Environmental lawyer David Hayes’s career is intertwined with the U.S. government’s biggest environmental legislation. He served as Deputy Secretary of the Interior under President Bill Clinton and President Barack Obama, amid years advising on environment and energy issues. In the Biden administration, he was a Special Assistant to the President for Climate Policy. There, he helped draft and get Congress to pass Biden’s signature climate legislation—the more than $2 trillion Bipartisan Infrastructure Law (2021) and Inflation Reduction Act (2022). Now, teaching at Stanford University, he examines how the bills are used for biodiversity, especially climate-smart forestry and agriculture. 
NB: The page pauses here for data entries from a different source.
//! Cross-backend equivalence.
//!
//! The same operation sequence applied to a MongoDB and a SQLite store must
//! leave both with the same observable state, and a backup taken from one
//! must restore into the other.

#![cfg(all(feature = "sqlite", feature = "mongodb"))]

mod common;

use larder_persistence::cache::CacheAside;
use larder_persistence::core::{BackendKind, BackendSelector};
use larder_persistence::repository::Repositories;
use larder_persistence::types::{ItemQuery, ItemSort, ItemSortField, RestoreMode};

use common::harness::mongo::mongo_backend;
use common::scenarios;
use common::*;

#[tokio::test]
async fn test_replayed_operations_match() {
    let document = repositories(mongo_backend().await);
    let relational = sqlite_repositories();

    scenarios::replay_operations(&document).await;
    scenarios::replay_operations(&relational).await;

    assert_eq!(
        scenarios::observable_state(&document).await,
        scenarios::observable_state(&relational).await
    );
}

#[tokio::test]
async fn test_seeded_listings_match() {
    let document = repositories(mongo_backend().await);
    let relational = sqlite_repositories();
    scenarios::seed(&document).await;
    scenarios::seed(&relational).await;

    for sort in [
        ItemSort::ascending(ItemSortField::Name),
        ItemSort::descending(ItemSortField::WarrantyExpiry),
        ItemSort::ascending(ItemSortField::UsageExpiry),
    ] {
        let query = ItemQuery::new().with_sort(sort);
        assert_eq!(
            document.items().list(&query).await.unwrap(),
            relational.items().list(&query).await.unwrap()
        );
    }

    let today = chrono::NaiveDate::from_ymd_opt(2026, 2, 1).unwrap();
    assert_eq!(
        document.items().get_expiring_on(today, 60).await.unwrap(),
        relational.items().get_expiring_on(today, 60).await.unwrap()
    );
    assert_eq!(
        document.items().stats().await.unwrap(),
        relational.items().stats().await.unwrap()
    );
}

#[tokio::test]
async fn test_backup_moves_between_backends() {
    scenarios::restore_into(&sqlite_repositories(), &repositories(mongo_backend().await)).await;
    scenarios::restore_into(&repositories(mongo_backend().await), &sqlite_repositories()).await;
}

#[tokio::test]
async fn test_switching_backends_at_runtime() {
    let (selector, switch) = BackendSelector::switchable(BackendKind::Relational);
    let repos = Repositories::builder()
        .backend(sqlite_backend())
        .backend(mongo_backend().await)
        .selector(selector)
        .cache(CacheAside::in_memory())
        .build();

    scenarios::seed(&repos).await;
    let backup = repos.backup().await.unwrap();

    switch.set(BackendKind::Document);
    assert!(repos.types().list_all().await.unwrap().is_empty());
    repos.restore(&backup, RestoreMode::Merge).await.unwrap();

    let document_state = scenarios::observable_state(&repos).await;
    switch.set(BackendKind::Relational);
    assert_eq!(scenarios::observable_state(&repos).await, document_state);
}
But big changes may be coming for these bills. Donald Trump campaigned on promises to “rescind all unspent funds” from the Inflation Reduction Act in an effort to “terminate” Biden’s green policy agenda, which he refers to as the “Green New Scam.” The President-elect’s pledges have implications across the country, where this legislation has already delivered billions in tax credits, grants, and more to a variety of climate-related infrastructure and resilience programs. Meanwhile, independent analyses indicate more than $80 billion has yet to arrive. 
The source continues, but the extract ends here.